В воспоминаниях Екатерины Павловны Янишевской есть сцена, кажется вобравшая в себя всю трагедию утерянных карточек и особую нравственность первой блокадной зимы.
«Видела на проспекте Энгельса такое: везет старик полные дровни трупов, слегка покрытых рогожей. А сзади старушонка еле идет: «Подожди, милый, посади». Остановился: «Ну, что, старая, ты не видишь, какую кладь везу?» — «Вижу, вижу, вот мне и по пути. Вчера я потеряла карточку, все равно помирать, так чтоб мои-то не мыкались со мной, довези меня до кладбища, посижу на пеньке, замерзну, а там и зароют»… Был у меня в кармане кусочек хлеба граммов сто пятьдесят, я ей отдала…»
Конечно же сужался круг интересов, потребностей человеческих. Но те потребности, что оставались, приобретали значение, силу, какие не имели в другое время. В числе оставшихся и усилившихся не только потребность в пище да в тепле «буржуйки». Но и в тепле участия. Никогда так не нуждался ленинградец в помощи, поддержке, и никогда его поддержка так не нужна была кому-то другому, как в дни, месяцы, годы блокады. «У каждого был свой спаситель», — убежденно сказала нам ленинградка. Каждый в нем нуждался и сам был необходим, как хлеб, вода, тепло, другому.

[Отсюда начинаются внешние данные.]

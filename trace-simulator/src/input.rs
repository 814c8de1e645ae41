//! Streaming CSV trace reader.
//!
//! Grounded on `cache-simulator/src/input.rs`'s `LogReader`/`RequestIterator`:
//! files are opened lazily, one at a time, through a single reused line
//! buffer and a 1 MiB `BufReader`, so memory use stays proportional to one
//! line rather than the whole trace.

use std::fs::File;
use std::io::{BufRead, BufReader};
use std::path::{Path, PathBuf};

use cache_policy_core::{Request, TraceError};

/// Discovers and streams every trace file (`.csv`, `.log`, `.txt`) under a
/// directory, in sorted order, as one continuous `Request` stream.
#[derive(Debug)]
pub struct LogReader {
    input_dir: PathBuf,
}

impl LogReader {
    pub fn new(input_dir: impl Into<PathBuf>) -> Self {
        Self {
            input_dir: input_dir.into(),
        }
    }

    fn log_files(&self) -> std::io::Result<Vec<PathBuf>> {
        let mut files: Vec<PathBuf> = std::fs::read_dir(&self.input_dir)?
            .filter_map(|e| e.ok())
            .map(|e| e.path())
            .filter(|p| {
                matches!(
                    p.extension().and_then(|e| e.to_str()),
                    Some("csv") | Some("log") | Some("txt")
                )
            })
            .collect();
        files.sort();
        Ok(files)
    }

    /// Opens a streaming iterator over every request in every trace file.
    pub fn stream_requests(&self) -> std::io::Result<RequestIterator> {
        Ok(RequestIterator {
            files: self.log_files()?,
            current_file_index: 0,
            current_reader: None,
            current_line_no: 0,
            line_buffer: String::new(),
        })
    }
}

/// Parses one `time,app_id,type,key_size,val_size,kid` line (spec §6).
///
/// Returns `None` for blank lines, `#`-comments, and the CSV header row
/// (detected by a non-numeric `time` field), matching the teacher's
/// `parse_line` skip rules.
fn parse_line(line: &str, line_no: usize) -> Option<Result<Request, TraceError>> {
    let line = line.trim();
    if line.is_empty() || line.starts_with('#') {
        return None;
    }

    let fields: Vec<&str> = line.split(',').collect();
    if fields.len() < 6 {
        return Some(Err(TraceError::MalformedLine {
            line_no,
            reason: format!("expected 6 fields, found {}", fields.len()).into(),
        }));
    }

    let Ok(time) = fields[0].trim().parse::<f64>() else {
        return None; // header row or non-numeric leading field
    };

    let parsed = (|| -> Result<Request, core::num::ParseIntError> {
        let app_id = fields[1].trim().parse::<u64>()?;
        let kind = fields[2].trim().parse::<u8>()?;
        let key_size = fields[3].trim().parse::<u32>()?;
        let val_size = fields[4].trim().parse::<u32>()?;
        let kid = fields[5].trim().parse::<u32>()?;
        Ok(Request::new(time, app_id, kind, key_size, val_size, kid))
    })();

    match parsed {
        Ok(req) if req.size() > 0 => Some(Ok(req)),
        Ok(req) => Some(Err(TraceError::MalformedLine {
            line_no,
            reason: format!("zero-size request for kid={}", req.kid).into(),
        })),
        Err(e) => Some(Err(TraceError::MalformedLine {
            line_no,
            reason: e.to_string().into(),
        })),
    }
}

/// Lazily-opened, file-spanning iterator of `Request`s.
#[derive(Debug)]
pub struct RequestIterator {
    files: Vec<PathBuf>,
    current_file_index: usize,
    current_reader: Option<BufReader<File>>,
    current_line_no: usize,
    line_buffer: String,
}

impl RequestIterator {
    fn open_next_file(&mut self) -> std::io::Result<bool> {
        if self.current_file_index >= self.files.len() {
            return Ok(false);
        }
        let path: &Path = &self.files[self.current_file_index];
        let file = File::open(path)?;
        self.current_reader = Some(BufReader::with_capacity(1024 * 1024, file));
        self.current_file_index += 1;
        self.current_line_no = 0;
        Ok(true)
    }
}

impl Iterator for RequestIterator {
    type Item = Result<Request, TraceError>;

    fn next(&mut self) -> Option<Self::Item> {
        loop {
            if self.current_reader.is_none() && !self.open_next_file().ok()? {
                return None;
            }

            let reader = self.current_reader.as_mut().expect("just opened");
            self.line_buffer.clear();
            match reader.read_line(&mut self.line_buffer) {
                Ok(0) => {
                    self.current_reader = None;
                    continue;
                }
                Ok(_) => {
                    self.current_line_no += 1;
                    if let Some(result) = parse_line(&self.line_buffer, self.current_line_no) {
                        return Some(result);
                    }
                }
                Err(_) => {
                    self.current_reader = None;
                    continue;
                }
            }
        }
    }
}

#[cfg(test)]
mod tests {
    use super::*;

    #[test]
    fn parses_well_formed_line() {
        let req = parse_line("1.5,7,0,10,20,42", 1).unwrap().unwrap();
        assert_eq!(req.kid, 42);
        assert_eq!(req.size(), 30);
    }

    #[test]
    fn header_line_is_skipped() {
        assert!(parse_line("time,app_id,type,key_size,val_size,kid", 1).is_none());
    }

    #[test]
    fn blank_and_comment_lines_are_skipped() {
        assert!(parse_line("", 1).is_none());
        assert!(parse_line("# a comment", 2).is_none());
    }

    #[test]
    fn zero_size_request_is_malformed() {
        let err = parse_line("1.0,1,0,0,0,5", 3).unwrap().unwrap_err();
        assert!(matches!(err, TraceError::MalformedLine { .. }));
    }

    #[test]
    fn short_line_is_malformed() {
        let err = parse_line("1.0,1,0", 4).unwrap().unwrap_err();
        assert!(matches!(err, TraceError::MalformedLine { .. }));
    }
}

И не только помощь физическая.
Пища духовная, когда так мало было просто хлеба, она не обесценивалась, она значила больше, чем в «сытые» времена.
«Я думаю, что никогда больше не будут люди слушать стихи так, как слушали стихи ленинградских поэтов в ту зиму голодные, опухшие, еле живые ленинградцы, — пишет Ольга Берггольц в предисловии к сборнику «Говорит! Ленинград». — Мы знаем это потому, что они находили в себе силы писать об этом в радиокомитет, даже приходить сюда за тем или иным запомнившимся им стихотворением; это были самые разные люди — студенты, домохозяйки, военные».
У блокадного Ленинграда была своя богиня Сострадания и Надежды, и она разговаривала с блокадником стихами. Стихами Ольги Берггольц.